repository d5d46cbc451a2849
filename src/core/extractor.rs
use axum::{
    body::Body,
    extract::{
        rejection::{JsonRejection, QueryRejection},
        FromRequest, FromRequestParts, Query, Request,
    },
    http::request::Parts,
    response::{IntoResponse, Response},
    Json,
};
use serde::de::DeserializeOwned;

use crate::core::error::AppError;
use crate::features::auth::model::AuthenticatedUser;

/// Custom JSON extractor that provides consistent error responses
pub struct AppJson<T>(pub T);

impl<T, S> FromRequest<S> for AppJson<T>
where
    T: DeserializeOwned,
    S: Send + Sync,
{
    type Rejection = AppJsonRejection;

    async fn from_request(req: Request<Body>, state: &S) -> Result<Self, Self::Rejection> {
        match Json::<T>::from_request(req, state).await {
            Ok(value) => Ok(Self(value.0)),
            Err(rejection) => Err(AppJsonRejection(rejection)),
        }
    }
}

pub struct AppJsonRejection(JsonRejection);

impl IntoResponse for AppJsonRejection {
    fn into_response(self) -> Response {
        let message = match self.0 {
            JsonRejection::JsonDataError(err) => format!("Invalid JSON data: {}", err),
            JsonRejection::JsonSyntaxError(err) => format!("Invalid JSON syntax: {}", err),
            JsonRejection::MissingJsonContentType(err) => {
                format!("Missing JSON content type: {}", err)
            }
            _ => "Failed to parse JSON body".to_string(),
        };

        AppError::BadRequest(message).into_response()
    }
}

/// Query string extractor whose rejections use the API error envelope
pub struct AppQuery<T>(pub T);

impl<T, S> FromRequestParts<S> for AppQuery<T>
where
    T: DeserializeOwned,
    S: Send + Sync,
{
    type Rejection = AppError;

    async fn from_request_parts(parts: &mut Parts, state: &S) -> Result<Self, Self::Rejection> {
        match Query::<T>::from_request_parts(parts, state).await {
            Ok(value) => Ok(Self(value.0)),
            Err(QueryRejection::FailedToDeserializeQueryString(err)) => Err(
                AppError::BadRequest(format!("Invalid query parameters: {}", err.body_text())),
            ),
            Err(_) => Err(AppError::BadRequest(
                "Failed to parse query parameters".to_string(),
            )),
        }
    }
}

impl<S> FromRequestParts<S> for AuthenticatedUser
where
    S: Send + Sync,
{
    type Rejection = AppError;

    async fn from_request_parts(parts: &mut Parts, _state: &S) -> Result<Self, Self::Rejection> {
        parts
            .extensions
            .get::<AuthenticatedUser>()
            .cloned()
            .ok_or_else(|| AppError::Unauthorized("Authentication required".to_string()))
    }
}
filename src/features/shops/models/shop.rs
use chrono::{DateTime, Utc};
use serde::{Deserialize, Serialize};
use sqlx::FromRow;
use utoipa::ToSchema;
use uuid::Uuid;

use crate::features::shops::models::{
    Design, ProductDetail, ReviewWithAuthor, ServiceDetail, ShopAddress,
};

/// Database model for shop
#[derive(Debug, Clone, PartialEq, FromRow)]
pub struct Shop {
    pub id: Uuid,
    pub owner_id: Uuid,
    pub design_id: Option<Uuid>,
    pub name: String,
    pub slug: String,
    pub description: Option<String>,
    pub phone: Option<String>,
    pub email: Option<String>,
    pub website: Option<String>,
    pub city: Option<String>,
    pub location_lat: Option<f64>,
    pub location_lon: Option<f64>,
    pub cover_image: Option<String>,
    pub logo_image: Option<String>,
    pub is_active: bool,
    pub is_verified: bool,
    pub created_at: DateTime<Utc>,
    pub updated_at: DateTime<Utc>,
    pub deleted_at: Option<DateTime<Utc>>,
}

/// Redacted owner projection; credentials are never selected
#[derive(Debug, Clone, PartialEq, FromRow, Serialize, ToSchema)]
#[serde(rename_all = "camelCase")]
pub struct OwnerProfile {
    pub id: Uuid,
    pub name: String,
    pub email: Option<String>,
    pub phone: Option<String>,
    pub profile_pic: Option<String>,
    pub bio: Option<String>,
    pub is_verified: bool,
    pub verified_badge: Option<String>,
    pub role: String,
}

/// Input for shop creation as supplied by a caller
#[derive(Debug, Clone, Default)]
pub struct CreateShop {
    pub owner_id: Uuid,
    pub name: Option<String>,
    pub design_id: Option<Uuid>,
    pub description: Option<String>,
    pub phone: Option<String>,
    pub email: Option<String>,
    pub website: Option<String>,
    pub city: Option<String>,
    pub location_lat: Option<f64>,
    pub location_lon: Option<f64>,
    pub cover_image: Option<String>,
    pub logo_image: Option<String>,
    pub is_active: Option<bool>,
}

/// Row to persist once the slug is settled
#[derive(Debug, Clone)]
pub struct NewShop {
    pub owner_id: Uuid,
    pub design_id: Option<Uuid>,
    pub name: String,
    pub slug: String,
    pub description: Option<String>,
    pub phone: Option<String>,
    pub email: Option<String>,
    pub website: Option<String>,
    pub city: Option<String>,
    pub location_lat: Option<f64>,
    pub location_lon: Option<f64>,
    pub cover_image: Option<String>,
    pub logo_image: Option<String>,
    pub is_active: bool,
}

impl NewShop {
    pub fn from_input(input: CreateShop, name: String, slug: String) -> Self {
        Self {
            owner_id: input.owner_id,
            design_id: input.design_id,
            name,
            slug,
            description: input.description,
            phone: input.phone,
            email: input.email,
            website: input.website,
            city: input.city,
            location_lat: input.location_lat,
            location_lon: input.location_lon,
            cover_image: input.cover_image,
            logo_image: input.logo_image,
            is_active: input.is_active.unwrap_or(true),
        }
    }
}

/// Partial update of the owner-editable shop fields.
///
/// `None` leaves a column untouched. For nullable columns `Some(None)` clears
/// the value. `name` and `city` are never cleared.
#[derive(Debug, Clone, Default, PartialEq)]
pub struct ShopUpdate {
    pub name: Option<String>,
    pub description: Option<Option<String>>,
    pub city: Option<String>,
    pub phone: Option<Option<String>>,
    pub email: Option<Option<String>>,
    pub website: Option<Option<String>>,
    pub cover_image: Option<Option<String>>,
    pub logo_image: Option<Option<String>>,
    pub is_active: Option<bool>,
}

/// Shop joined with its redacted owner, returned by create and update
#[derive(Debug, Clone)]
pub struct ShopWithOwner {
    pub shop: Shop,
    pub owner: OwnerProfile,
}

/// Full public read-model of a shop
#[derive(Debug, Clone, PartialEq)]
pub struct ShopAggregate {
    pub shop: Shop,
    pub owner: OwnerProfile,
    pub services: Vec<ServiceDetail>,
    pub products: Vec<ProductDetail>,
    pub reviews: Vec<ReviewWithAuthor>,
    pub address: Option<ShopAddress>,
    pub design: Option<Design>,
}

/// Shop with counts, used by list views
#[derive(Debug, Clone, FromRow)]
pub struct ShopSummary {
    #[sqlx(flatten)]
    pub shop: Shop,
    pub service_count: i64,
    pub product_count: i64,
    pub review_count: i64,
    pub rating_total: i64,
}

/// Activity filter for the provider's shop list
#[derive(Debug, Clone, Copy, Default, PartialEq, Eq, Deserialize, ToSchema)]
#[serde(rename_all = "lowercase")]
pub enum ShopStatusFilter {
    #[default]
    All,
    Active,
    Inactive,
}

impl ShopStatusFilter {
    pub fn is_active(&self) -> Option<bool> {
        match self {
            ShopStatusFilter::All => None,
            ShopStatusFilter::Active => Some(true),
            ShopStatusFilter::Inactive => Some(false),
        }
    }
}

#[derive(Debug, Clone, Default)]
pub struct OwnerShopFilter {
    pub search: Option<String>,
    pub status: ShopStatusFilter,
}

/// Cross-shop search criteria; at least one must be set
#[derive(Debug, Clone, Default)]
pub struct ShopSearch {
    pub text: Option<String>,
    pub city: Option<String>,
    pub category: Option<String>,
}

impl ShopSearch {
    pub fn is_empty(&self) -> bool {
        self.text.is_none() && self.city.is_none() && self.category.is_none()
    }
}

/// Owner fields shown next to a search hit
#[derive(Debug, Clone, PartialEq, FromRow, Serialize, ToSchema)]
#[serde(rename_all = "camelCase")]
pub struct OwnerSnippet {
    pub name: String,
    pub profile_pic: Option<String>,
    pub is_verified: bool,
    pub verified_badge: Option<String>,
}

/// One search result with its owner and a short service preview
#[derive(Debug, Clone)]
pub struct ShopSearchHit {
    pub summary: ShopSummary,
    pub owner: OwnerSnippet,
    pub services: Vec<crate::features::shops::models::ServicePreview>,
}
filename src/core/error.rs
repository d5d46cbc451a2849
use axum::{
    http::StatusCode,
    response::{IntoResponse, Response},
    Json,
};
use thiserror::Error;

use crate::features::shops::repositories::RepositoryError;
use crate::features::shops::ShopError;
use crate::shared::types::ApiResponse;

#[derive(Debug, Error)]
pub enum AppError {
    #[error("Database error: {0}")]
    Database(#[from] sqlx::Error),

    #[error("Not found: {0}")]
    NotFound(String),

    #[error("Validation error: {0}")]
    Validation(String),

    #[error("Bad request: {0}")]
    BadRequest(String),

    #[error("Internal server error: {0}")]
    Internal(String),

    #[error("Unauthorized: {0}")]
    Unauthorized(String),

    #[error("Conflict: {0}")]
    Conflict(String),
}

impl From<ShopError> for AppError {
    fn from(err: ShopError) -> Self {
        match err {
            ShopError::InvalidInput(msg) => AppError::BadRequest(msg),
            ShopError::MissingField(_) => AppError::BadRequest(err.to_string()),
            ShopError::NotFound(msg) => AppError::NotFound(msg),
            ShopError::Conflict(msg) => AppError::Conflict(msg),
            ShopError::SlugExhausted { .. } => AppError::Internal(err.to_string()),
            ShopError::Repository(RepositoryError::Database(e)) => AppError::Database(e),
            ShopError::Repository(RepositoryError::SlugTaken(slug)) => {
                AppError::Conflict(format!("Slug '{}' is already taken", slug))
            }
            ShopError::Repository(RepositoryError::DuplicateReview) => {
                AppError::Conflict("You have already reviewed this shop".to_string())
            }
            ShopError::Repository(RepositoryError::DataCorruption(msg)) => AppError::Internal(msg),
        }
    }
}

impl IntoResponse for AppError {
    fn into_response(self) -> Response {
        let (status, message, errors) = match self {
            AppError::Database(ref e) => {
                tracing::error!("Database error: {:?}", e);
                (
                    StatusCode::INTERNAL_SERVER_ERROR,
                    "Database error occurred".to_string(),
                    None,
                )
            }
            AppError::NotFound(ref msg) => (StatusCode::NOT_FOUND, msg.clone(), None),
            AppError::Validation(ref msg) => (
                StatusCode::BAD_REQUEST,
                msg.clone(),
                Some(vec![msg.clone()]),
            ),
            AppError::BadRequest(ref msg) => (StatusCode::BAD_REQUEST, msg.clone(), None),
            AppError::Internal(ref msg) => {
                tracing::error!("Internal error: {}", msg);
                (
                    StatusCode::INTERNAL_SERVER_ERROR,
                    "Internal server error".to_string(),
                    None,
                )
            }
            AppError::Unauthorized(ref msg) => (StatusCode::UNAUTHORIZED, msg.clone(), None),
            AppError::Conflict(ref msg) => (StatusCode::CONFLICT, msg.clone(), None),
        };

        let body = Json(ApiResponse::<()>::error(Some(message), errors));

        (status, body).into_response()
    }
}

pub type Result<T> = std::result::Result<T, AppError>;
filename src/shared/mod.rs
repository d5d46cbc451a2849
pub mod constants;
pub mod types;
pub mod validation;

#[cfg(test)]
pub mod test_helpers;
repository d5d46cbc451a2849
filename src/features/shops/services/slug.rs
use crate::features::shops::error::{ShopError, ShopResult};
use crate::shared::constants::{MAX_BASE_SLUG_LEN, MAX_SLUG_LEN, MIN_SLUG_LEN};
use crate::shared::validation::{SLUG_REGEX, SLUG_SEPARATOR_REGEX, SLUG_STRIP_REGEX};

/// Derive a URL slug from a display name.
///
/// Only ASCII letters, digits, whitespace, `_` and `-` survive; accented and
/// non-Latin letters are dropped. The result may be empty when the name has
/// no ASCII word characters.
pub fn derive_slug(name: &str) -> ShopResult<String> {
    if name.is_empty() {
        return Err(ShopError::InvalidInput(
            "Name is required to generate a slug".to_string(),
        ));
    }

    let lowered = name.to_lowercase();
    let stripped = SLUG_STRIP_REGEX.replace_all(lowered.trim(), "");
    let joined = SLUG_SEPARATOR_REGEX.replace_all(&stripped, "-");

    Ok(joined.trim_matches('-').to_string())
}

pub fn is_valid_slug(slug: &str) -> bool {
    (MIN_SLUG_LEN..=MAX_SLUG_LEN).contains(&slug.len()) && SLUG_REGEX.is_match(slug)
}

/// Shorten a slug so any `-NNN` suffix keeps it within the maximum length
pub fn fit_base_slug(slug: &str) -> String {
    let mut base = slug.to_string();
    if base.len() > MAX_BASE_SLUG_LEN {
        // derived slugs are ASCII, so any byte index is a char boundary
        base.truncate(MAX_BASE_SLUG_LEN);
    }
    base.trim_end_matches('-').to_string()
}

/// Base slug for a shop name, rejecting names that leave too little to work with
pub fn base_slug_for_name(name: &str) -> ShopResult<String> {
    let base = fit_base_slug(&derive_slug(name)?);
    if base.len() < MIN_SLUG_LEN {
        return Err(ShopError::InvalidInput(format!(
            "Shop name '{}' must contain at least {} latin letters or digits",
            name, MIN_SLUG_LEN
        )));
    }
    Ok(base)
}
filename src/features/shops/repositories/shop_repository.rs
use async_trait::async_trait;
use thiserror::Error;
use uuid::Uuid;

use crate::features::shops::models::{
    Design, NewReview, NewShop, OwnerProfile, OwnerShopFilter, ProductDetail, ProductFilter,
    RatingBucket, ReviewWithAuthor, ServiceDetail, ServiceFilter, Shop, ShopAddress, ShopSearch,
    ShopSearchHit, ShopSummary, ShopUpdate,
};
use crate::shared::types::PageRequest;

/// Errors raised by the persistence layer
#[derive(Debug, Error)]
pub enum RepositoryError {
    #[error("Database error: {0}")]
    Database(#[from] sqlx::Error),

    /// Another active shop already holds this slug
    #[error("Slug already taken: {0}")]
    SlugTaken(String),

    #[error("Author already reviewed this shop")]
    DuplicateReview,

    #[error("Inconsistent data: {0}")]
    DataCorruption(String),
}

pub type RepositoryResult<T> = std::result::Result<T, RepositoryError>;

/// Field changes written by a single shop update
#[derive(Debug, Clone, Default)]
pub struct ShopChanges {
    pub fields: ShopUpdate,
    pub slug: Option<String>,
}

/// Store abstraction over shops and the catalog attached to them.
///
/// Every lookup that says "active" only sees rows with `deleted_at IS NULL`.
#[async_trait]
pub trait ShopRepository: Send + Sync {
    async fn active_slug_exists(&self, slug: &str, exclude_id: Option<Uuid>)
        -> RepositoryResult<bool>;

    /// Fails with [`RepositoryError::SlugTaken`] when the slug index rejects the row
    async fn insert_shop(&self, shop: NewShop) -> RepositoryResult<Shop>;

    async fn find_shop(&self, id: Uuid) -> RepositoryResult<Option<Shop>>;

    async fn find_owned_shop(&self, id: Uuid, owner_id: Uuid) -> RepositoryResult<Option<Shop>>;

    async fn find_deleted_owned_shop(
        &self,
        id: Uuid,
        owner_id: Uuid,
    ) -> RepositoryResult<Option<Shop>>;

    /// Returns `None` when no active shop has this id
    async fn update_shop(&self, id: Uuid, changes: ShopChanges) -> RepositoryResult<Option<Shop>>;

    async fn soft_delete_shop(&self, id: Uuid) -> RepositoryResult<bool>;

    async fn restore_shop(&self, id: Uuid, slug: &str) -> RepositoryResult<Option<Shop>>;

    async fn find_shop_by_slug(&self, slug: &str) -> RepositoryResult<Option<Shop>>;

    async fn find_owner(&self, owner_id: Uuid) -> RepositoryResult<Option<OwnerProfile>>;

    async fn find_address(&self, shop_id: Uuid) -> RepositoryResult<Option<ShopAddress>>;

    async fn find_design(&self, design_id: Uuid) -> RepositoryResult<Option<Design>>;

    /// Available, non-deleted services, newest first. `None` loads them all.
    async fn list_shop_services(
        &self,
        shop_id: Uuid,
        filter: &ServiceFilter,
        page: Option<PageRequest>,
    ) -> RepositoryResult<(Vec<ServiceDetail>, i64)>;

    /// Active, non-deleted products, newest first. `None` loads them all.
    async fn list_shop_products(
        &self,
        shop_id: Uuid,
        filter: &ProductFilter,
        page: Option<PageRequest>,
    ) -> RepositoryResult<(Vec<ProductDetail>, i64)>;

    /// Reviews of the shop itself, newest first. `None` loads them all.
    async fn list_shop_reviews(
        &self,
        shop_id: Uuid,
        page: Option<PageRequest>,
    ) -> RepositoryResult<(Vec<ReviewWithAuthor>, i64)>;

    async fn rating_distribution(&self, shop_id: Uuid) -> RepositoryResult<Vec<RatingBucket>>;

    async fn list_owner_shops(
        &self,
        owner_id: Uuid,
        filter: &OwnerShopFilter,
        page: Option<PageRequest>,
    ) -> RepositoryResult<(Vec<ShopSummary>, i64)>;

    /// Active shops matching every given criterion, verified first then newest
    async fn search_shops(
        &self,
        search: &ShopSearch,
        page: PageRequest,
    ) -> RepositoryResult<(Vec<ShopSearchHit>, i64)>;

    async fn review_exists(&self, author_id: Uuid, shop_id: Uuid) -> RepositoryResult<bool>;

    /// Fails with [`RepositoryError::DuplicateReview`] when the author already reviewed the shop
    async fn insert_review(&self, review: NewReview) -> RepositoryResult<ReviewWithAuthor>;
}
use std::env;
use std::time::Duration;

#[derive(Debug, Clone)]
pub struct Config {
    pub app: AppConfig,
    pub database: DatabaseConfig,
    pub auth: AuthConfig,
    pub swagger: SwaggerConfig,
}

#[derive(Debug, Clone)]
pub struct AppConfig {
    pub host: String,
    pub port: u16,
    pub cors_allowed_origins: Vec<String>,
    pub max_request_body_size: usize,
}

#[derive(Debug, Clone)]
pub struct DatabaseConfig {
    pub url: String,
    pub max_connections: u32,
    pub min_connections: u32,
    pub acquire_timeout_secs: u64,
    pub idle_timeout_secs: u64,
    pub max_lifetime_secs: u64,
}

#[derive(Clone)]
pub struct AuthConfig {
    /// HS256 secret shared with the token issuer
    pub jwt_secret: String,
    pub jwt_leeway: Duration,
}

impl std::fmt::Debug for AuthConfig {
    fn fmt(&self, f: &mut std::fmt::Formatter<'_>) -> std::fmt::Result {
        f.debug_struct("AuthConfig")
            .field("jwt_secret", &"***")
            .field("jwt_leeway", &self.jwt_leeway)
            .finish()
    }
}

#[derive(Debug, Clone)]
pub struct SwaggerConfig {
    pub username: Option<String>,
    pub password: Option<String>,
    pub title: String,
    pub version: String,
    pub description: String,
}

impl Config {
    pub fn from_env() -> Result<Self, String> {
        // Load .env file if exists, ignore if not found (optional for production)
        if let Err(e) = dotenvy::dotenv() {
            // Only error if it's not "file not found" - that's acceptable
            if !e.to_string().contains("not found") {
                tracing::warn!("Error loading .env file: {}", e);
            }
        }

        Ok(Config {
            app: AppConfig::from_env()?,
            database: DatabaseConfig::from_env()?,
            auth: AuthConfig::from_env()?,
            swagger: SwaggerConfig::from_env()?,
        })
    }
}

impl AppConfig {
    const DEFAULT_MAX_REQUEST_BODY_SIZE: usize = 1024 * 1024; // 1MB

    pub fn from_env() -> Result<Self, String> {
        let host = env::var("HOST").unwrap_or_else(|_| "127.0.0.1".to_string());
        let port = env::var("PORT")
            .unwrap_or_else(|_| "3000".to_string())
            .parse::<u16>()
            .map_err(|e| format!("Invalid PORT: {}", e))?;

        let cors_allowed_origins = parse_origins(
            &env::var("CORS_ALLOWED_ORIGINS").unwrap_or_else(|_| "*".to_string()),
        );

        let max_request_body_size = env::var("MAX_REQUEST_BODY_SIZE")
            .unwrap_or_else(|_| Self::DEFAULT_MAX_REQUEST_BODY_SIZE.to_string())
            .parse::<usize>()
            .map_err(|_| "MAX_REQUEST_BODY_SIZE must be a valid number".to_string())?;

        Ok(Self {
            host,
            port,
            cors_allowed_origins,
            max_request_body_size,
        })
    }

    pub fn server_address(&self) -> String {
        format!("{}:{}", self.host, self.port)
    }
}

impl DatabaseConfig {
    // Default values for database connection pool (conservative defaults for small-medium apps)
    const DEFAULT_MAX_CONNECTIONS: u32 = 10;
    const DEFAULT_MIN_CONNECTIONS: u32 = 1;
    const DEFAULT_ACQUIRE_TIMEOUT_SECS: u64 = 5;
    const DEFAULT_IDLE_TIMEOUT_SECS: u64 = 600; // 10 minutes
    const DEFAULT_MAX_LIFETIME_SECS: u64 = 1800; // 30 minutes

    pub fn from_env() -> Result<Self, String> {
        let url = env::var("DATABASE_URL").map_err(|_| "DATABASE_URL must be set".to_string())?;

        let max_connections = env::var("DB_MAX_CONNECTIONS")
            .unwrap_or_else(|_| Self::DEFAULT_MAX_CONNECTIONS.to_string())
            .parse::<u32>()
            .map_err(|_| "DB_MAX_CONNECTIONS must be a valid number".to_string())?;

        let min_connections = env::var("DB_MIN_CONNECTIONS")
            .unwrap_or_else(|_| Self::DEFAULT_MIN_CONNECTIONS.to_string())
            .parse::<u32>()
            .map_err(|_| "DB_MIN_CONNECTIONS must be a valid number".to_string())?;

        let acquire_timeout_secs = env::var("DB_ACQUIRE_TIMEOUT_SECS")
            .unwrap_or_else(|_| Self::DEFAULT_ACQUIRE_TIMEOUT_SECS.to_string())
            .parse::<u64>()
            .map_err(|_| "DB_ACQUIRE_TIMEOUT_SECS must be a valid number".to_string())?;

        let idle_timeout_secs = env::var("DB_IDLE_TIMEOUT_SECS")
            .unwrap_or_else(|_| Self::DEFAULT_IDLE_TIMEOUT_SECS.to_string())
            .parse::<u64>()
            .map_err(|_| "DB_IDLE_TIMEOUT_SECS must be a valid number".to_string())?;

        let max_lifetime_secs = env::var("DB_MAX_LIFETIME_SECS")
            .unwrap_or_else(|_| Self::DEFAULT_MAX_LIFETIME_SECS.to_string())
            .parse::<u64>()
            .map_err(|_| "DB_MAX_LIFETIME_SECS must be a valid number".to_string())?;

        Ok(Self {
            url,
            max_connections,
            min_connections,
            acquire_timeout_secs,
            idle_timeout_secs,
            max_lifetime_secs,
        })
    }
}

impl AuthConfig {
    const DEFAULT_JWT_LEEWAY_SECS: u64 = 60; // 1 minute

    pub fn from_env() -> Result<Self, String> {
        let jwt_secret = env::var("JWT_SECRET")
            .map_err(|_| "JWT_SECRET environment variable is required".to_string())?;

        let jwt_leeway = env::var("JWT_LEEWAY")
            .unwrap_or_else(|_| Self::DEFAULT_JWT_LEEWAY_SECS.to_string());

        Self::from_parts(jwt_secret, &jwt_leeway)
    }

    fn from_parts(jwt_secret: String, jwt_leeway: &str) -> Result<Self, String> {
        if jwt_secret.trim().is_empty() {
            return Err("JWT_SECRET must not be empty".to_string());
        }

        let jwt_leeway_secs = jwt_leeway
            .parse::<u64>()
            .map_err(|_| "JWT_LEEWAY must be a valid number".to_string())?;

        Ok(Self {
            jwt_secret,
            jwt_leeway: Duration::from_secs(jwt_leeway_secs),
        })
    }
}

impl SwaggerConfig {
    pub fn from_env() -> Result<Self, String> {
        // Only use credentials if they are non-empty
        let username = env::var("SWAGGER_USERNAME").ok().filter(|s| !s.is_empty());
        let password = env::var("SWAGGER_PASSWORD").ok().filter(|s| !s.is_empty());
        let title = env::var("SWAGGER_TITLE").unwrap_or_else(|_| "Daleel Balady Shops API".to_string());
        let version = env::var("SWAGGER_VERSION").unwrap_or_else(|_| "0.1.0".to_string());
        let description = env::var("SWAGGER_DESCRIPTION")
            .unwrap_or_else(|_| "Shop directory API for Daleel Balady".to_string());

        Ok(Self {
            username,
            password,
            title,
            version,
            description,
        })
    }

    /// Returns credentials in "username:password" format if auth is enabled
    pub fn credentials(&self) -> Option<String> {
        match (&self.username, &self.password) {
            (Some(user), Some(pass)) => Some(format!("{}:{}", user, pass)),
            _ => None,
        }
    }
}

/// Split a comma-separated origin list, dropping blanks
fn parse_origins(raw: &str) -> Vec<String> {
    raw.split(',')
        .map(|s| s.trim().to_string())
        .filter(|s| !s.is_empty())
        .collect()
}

━━━━━━━━

» **Description of the task**:
The answer must be every line from the records above that contains the word "core", copied in full.

» **Answer box**:
filename src/core/extractor.rs
use crate::core::error::AppError;
filename src/core/error.rs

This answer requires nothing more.